In the grand, cacophonous symphony of tech marketing, some notes are subtler than others. A quiet press release, a carefully worded spec sheet. Then there’s the strategy of putting your multi-million-dollar humanoid robot on stage with electronic music icon Deadmau5 and having it pretend to DJ. This is not subtle. This is a paradigm shift played at 128 BPM.
When Figure AI’s founder and CEO, Brett Adcock, posted a video of his creation at the decks, it wasn’t just a fun party trick. It was a declaration. The age of the humanoid as a mere factory workhorse is over before it even properly began. We are now entering the era of the robot as a cultural product, a lifestyle brand, a status symbol with actuators. Forget crunching numbers in a warehouse; the new benchmark is whether your robot can drop a beat without dropping itself.

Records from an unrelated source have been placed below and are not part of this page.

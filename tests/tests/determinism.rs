use tests::prelude::*;

use strata::Db;

fn nested_query(db: &Db) -> Query {
    let app = &db.schema().app;
    let customer = entity(db, "Customer");
    let lines = CollectionAccess::navigation(app, entity(db, "Order"), "Lines").unwrap();

    Query::new(customer)
        .distinct()
        .order_by(OrderByExpr::asc(Expr::property(prop(db, "Customer", "Id"))))
        .include(
            CollectionAccess::navigation(app, customer, "Orders")
                .unwrap()
                .include(lines),
        )
        .include(CollectionAccess::navigation(app, customer, "Reviews").unwrap())
}

async fn planning_is_repeatable(test: &mut DbTest) {
    let db = test.setup_db(models!(fixtures::store())).await;
    let query = nested_query(&db);

    let first = db.plan(&query).unwrap();
    for _ in 0..10 {
        assert_eq!(db.plan(&query).unwrap(), first);
    }
}

async fn concurrent_planning_matches_sequential_planning(test: &mut DbTest) {
    let db = test.setup_db(models!(fixtures::store())).await;
    let query = nested_query(&db);
    let expected = db.plan(&query).unwrap();

    std::thread::scope(|scope| {
        let handles: Vec<_> = (0..8)
            .map(|_| scope.spawn(|| db.plan(&query).unwrap()))
            .collect();

        for handle in handles {
            assert_eq!(handle.join().unwrap(), expected);
        }
    });
}

async fn concurrent_queries_share_one_handle(test: &mut DbTest) {
    let db = test.setup_db(models!(fixtures::store())).await;
    fixtures::seed_store(&db).await;

    let query = nested_query(&db);
    let split = query.clone().split();

    let (joined, split) = tokio::join!(db.query(&query), db.query(&split));
    assert_eq!(joined.unwrap(), split.unwrap());
}

#[test]
fn schema_resolution_is_repeatable() {
    let first = models!(fixtures::store()).build_schema().unwrap();
    let second = models!(fixtures::store()).build_schema().unwrap();

    assert_eq!(first.db, second.db);
    assert_eq!(first.mapping, second.mapping);
}

tests!(
    planning_is_repeatable,
    concurrent_planning_matches_sequential_planning,
    concurrent_queries_share_one_handle,
);
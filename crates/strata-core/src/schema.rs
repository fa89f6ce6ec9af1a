pub mod app;

mod builder;
pub use builder::Builder;

pub mod config;

pub mod db;

pub mod mapping;
use mapping::Mapping;

mod name;
pub use name::Name;

mod verify;

use crate::Result;
use app::EntityId;
use db::{Table, TableId};
use std::sync::Arc;

/// The resolved model: entity types, the physical tables they map to, and
/// the mapping between the two.
///
/// A `Schema` is built once and is immutable afterwards. It is shared by
/// every query planned against it.
#[derive(Debug)]
pub struct Schema {
    /// Application-level schema
    pub app: app::Schema,

    /// Database-level schema
    pub db: Arc<db::Schema>,

    /// Maps the app-level schema to the db-level schema
    pub mapping: Mapping,
}

impl Schema {
    pub fn builder() -> Builder {
        Builder::default()
    }

    /// Resolves `app` with the default builder options.
    pub fn from_app(app: app::Schema) -> Result<Schema> {
        Builder::default().build(app)
    }

    pub fn mapping_for(&self, id: impl Into<EntityId>) -> &mapping::EntityMapping {
        self.mapping.entity(id)
    }

    /// Tables backing `id`, root table first for table-per-type entities.
    pub fn tables_for(&self, id: impl Into<EntityId>) -> impl Iterator<Item = &Table> + '_ {
        self.mapping
            .entity(id)
            .tables
            .iter()
            .map(|table| self.db.table(*table))
    }

    pub fn table(&self, id: TableId) -> &Table {
        self.db.table(id)
    }
}
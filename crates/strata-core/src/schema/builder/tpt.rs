use super::BuildSchema;
use crate::schema::{
    app::{DiscriminatorConfig, EntityType, MappingStrategy},
    mapping::{EntityMapping, Source},
};
use crate::{Error, Result};
use indexmap::IndexMap;

impl<'a> BuildSchema<'a> {
    /// Gives every type of the hierarchy its own table.
    ///
    /// The root table holds the key and the root's properties. Each derived
    /// table repeats the key columns, references the root table through them,
    /// and holds the properties the type declares.
    pub(super) fn build_tpt(&mut self, root: &'a EntityType) -> Result<()> {
        let app = self.app;

        if root.discriminator.is_some() {
            return Err(Error::configuration(format!(
                "`{}` is mapped table-per-type and cannot configure a discriminator column",
                root.name
            )));
        }

        let mut own_tables = IndexMap::new();
        let mut columns = IndexMap::new();
        let members = self.hierarchy(root.id);

        for entity in &members {
            let table = self.create_table_for(entity)?;

            if !entity.is_root() {
                for property in root.properties.iter().filter(|property| property.primary_key) {
                    self.add_property_column(table, property, false)?;
                }

                self.add_foreign_key(table, own_tables[&root.id]);
            }

            for property in &entity.properties {
                let column = self.add_property_column(table, property, false)?;
                columns.insert(property.id, column);
            }

            own_tables.insert(entity.id, table);
        }

        // The rendered type marker reuses the discriminator spec so rows are
        // resolved the same way for every strategy.
        if app.concrete_types(root.id).len() > 1 {
            let config = DiscriminatorConfig::default();
            self.verify_marker_name(root, &config.column)?;

            let spec = self.build_discriminator(root, &config, None)?;
            self.mapping.discriminators.insert(root.id, spec);
        }

        for entity in members {
            let tables = app
                .ancestors(entity.id)
                .into_iter()
                .chain([entity.id])
                .map(|id| own_tables[&id])
                .collect();

            let columns = app
                .all_properties(entity.id)
                .into_iter()
                .map(|property| (property.id, columns[&property.id]))
                .collect();

            self.mapping.entities.insert(
                entity.id,
                EntityMapping {
                    entity: entity.id,
                    strategy: MappingStrategy::Tpt,
                    source: Source::Table,
                    tables,
                    columns,
                },
            );
        }

        Ok(())
    }
}
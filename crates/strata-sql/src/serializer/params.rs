use super::{Flavor, Formatter, ToSql};

use strata_core::stmt;

pub trait Params {
    fn push(&mut self, param: &stmt::Value) -> Placeholder;
}

/// One-based position of a bound parameter
#[derive(Debug, Clone, Copy, PartialEq, Eq)]
pub struct Placeholder(pub usize);

impl Params for Vec<stmt::Value> {
    fn push(&mut self, value: &stmt::Value) -> Placeholder {
        self.push(value.clone());
        Placeholder(self.len())
    }
}

impl ToSql for Placeholder {
    fn to_sql<P: Params>(self, f: &mut Formatter<'_, P>) {
        let placeholder = match f.serializer.flavor {
            Flavor::Mysql => "?".to_string(),
            Flavor::Postgresql => format!("${}", self.0),
            Flavor::Sqlite => format!("?{}", self.0),
            Flavor::SqlServer => format!("@p{}", self.0 - 1),
        };

        f.dst.push_str(&placeholder);
    }
}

From Factory Floor to Festival Stage
Let’s be clear: the Figure 01 robot likely wasn’t improvising a progressive house set. Its movements were almost certainly as pre-programmed as the spectacular light shows Deadmau5 is famous for. But that’s entirely beside the point. The visual is the message. By placing its humanoid—a machine designed for logistics, manufacturing, and hazardous jobs—into a context of pure entertainment and culture, Figure AI is executing a brilliant marketing pivot.
This move deliberately bypasses the usual, tedious discourse around robotic capabilities. While competitors are busy releasing videos of their bots slowly stacking crates, Adcock is associating his with a Grammy-nominated artist known for his own tech-forward persona. It’s a calculated effort to leapfrog the “is it useful?” question and go straight to “is it cool?”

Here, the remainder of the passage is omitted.